We review a district court's grant of summary judgment de novo. Alexander v. City of South Bend, 433 F.3d 550, 554 (7th Cir.2006). Summary judgment is appropriate where there is no genuine issue of material fact and the movant is entitled to judgment as a matter of law. Fed.R.Civ.P. 56(c); Celotex Corp. v. Catrett, 477 U.S. 317, 322, 106 S.Ct. 2548, 91 L.Ed.2d 265 (1986). We view all facts and all reasonable inferences drawn therefrom in the light most favorable to the nonmoving party. Alexander, 433 F.3d at 554. When the nonmoving party bears the ultimate burden of proof at trial, the non-moving party must come forward with specific facts demonstrating an issue for trial. Anderson v. Liberty Lobby, Inc., 477 U.S. 242, 248, 106 S.Ct. 2505, 91 L.Ed.2d 202 (1986).

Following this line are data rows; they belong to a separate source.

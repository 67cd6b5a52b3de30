//! Order execution module
//!
//! Order gateway abstraction and a paper broker for simulation

mod paper;
mod types;

pub use paper::{PaperBroker, PaperPosition};
pub use types::{BrokerEvent, Fill, OrderAction, OrderId, OrderRequest, OrderType};

use async_trait::async_trait;
use rust_decimal::Decimal;

use crate::feed::Tick;

/// Trait for order gateway implementations
#[async_trait]
pub trait OrderGateway: Send + Sync {
    /// Submit an order
    async fn submit_order(&self, order: OrderRequest) -> anyhow::Result<OrderId>;
    /// Move the trigger price of a working stop order
    async fn modify_stop(&self, id: OrderId, stop_price: Decimal) -> anyhow::Result<()>;
    /// Cancel a working order
    async fn cancel_order(&self, id: OrderId) -> anyhow::Result<()>;
    /// Drain fills, position closes and balance updates since the last call
    async fn poll_events(&self) -> anyhow::Result<Vec<BrokerEvent>>;
    /// Market data seen by the strategy; simulated gateways use it to trigger stops
    async fn on_market_data(&self, _tick: &Tick) -> anyhow::Result<()> {
        Ok(())
    }
}
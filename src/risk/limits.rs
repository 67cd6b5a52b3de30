//! Risk limits and trading-hours window

use chrono::NaiveTime;
use rust_decimal::Decimal;
use rust_decimal_macros::dec;
use serde::{Deserialize, Serialize};

use crate::error::ConfigError;

/// Static risk limits, fixed for the lifetime of a strategy run
#[derive(Debug, Clone, PartialEq, Serialize, Deserialize)]
#[serde(default)]
pub struct RiskLimits {
    /// Maximum contracts in a single order
    pub max_contracts_per_trade: u32,
    /// Maximum open contracts across all instruments
    pub max_total_contracts: u32,
    /// Maximum distinct instruments held at once
    pub max_instruments: usize,
    /// Maximum dollar risk for one trade
    pub max_risk_per_trade: Decimal,
    /// Daily loss that shuts trading down
    pub max_daily_loss: Decimal,
    /// Cumulative loss that shuts trading down
    pub max_total_loss: Decimal,
    /// Stop taking trades once daily P&L reaches this
    pub daily_profit_target: Option<Decimal>,
    /// Hard cap on daily profit
    pub max_daily_profit: Option<Decimal>,
    /// Percent of account balance risked per trade
    pub risk_per_trade_pct: Decimal,
    /// Maximum percent of account in one position
    pub max_position_size_pct: Decimal,
    /// Start of the trading window (local time)
    pub trading_start: Option<NaiveTime>,
    /// End of the trading window (local time)
    pub trading_end: Option<NaiveTime>,
    /// Losses in a row before the cool-down applies
    pub max_consecutive_losses: u32,
    /// Cool-down after the consecutive-loss limit, in seconds
    pub cool_down_secs: u64,
}

impl Default for RiskLimits {
    fn default() -> Self {
        Self {
            max_contracts_per_trade: 3,
            max_total_contracts: 10,
            max_instruments: 5,
            max_risk_per_trade: dec!(100),
            max_daily_loss: dec!(500),
            max_total_loss: dec!(2000),
            daily_profit_target: None,
            max_daily_profit: None,
            risk_per_trade_pct: dec!(1),
            max_position_size_pct: dec!(10),
            trading_start: None,
            trading_end: None,
            max_consecutive_losses: 3,
            cool_down_secs: 300,
        }
    }
}

impl RiskLimits {
    /// Check the limit invariants
    pub fn validate(&self) -> Result<(), ConfigError> {
        positive("max_risk_per_trade", self.max_risk_per_trade)?;
        positive("max_daily_loss", self.max_daily_loss)?;
        positive("max_total_loss", self.max_total_loss)?;
        percent("risk_per_trade_pct", self.risk_per_trade_pct)?;
        percent("max_position_size_pct", self.max_position_size_pct)?;

        if self.trading_start.is_some() != self.trading_end.is_some() {
            return Err(ConfigError::IncompleteTradingWindow);
        }
        Ok(())
    }

    /// Configured trading window as `(start, end)`
    pub fn trading_window(&self) -> Option<(NaiveTime, NaiveTime)> {
        self.trading_start.zip(self.trading_end)
    }

    /// Set the trading window
    pub fn with_trading_window(mut self, start: NaiveTime, end: NaiveTime) -> Self {
        self.trading_start = Some(start);
        self.trading_end = Some(end);
        self
    }

    /// Whether `time` falls inside the trading window.
    ///
    /// Windows with `start >= end` wrap midnight. Without a window every
    /// time is tradeable.
    pub fn is_trading_time(&self, time: NaiveTime) -> bool {
        match self.trading_window() {
            None => true,
            Some((start, end)) if start < end => start <= time && time <= end,
            Some((start, end)) => time >= start || time <= end,
        }
    }
}

fn positive(field: &'static str, value: Decimal) -> Result<(), ConfigError> {
    if value <= Decimal::ZERO {
        return Err(ConfigError::NonPositive { field, value });
    }
    Ok(())
}

fn percent(field: &'static str, value: Decimal) -> Result<(), ConfigError> {
    if value <= Decimal::ZERO || value > dec!(100) {
        return Err(ConfigError::PercentOutOfRange { field, value });
    }
    Ok(())
}
//! Market feed types

use chrono::{DateTime, Utc};
use rust_decimal::Decimal;
use serde::{Deserialize, Serialize};

/// A single last-trade tick
#[derive(Debug, Clone, PartialEq, Serialize, Deserialize)]
pub struct Tick {
    /// Instrument symbol (e.g., "ES 03-25")
    pub instrument: String,
    /// Trade price
    pub price: Decimal,
    /// Exchange timestamp
    pub timestamp: DateTime<Utc>,
}

impl Tick {
    pub fn new(instrument: impl Into<String>, price: Decimal, timestamp: DateTime<Utc>) -> Self {
        Self {
            instrument: instrument.into(),
            price,
            timestamp,
        }
    }
}
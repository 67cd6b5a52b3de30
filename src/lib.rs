//! tradeguard: risk gating, position sizing and auto-breakeven stop management
//! for futures trading strategies
//!
//! This library provides the core components for:
//! - Pre-trade risk checks with daily/total loss shutdown and loss cool-downs
//! - Position sizing from dollar risk and account percentage
//! - Multi-step breakeven stops with tick-based trailing
//! - A momentum entry strategy wiring the above to a feed and an order gateway
//! - Paper execution and deterministic price-path simulation
//! - Structured logging and Prometheus metrics

pub mod breakeven;
pub mod cli;
pub mod config;
pub mod error;
pub mod execution;
pub mod feed;
pub mod risk;
pub mod signal;
pub mod sim;
pub mod strategy;
pub mod telemetry;
pub mod types;

pub use error::ConfigError;
pub use types::{InstrumentSpec, Side};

Ms. King contends that she has met her burden by coming forward with evidence that, when taken in the light most favorable to her, raises a genuine issue as to the existence of an official policy prohibiting students from reentering the school after school hours without official supervision. The record reflects that, on the day following Jerica's abduction, Ms. King met with Mr. Nave. When he was told that Jerica had been denied reentry into the school, Mr. Nave allegedly stated that it was not policy to allow students to reenter the school after school hours. Further, in his deposition testimony, Dr. Bluette stated that, although he was unaware of any written policy regarding the presence of students in the school building after hours, the practice at East St. Louis Senior High School was that students present at such times were required to be under a staff person's supervision.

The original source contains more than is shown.